_Assigned task_
Using the data below, return every line that holds the word "enter".

Given entries: Begin

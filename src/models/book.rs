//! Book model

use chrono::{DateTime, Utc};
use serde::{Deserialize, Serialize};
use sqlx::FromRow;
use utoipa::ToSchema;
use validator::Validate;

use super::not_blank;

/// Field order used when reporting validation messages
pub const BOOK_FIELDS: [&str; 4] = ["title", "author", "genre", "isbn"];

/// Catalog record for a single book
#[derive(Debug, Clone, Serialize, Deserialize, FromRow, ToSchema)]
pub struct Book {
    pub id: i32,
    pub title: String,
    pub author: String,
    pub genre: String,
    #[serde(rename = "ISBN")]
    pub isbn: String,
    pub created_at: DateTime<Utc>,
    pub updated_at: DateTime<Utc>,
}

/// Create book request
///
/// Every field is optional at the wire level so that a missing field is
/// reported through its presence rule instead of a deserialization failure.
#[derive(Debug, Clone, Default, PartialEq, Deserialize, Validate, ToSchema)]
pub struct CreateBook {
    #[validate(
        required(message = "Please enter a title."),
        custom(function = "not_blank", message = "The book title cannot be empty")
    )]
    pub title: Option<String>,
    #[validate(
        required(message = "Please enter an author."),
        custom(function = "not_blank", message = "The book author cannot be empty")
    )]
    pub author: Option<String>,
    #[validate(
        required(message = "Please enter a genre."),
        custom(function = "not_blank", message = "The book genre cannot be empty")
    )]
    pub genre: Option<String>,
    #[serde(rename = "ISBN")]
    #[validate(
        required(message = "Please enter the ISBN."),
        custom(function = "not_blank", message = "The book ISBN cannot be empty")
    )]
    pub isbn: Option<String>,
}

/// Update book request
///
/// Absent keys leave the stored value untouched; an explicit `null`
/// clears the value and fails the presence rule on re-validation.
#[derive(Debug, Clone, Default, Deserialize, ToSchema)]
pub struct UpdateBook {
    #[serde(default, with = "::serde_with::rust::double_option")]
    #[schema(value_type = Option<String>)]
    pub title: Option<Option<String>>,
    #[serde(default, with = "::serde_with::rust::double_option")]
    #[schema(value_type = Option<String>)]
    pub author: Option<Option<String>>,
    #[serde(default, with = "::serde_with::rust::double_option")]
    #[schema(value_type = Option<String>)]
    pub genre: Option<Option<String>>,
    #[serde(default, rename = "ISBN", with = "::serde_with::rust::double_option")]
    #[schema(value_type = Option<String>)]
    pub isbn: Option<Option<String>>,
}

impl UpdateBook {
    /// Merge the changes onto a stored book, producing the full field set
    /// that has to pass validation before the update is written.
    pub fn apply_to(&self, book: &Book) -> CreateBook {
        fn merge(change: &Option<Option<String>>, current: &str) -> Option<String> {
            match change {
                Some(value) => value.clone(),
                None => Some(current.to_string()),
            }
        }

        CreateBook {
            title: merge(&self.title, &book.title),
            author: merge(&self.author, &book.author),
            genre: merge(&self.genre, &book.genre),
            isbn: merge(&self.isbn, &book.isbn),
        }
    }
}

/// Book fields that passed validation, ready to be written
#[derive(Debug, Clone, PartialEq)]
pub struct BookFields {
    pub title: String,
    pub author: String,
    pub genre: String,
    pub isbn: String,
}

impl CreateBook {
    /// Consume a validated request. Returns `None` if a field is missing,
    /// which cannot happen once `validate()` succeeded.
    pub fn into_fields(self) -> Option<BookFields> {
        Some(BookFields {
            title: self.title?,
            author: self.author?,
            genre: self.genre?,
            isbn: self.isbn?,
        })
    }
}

Given entries: End

_Worked solution_
        required(message = "Please enter a title."),
        required(message = "Please enter an author."),
        required(message = "Please enter a genre."),
        required(message = "Please enter the ISBN."),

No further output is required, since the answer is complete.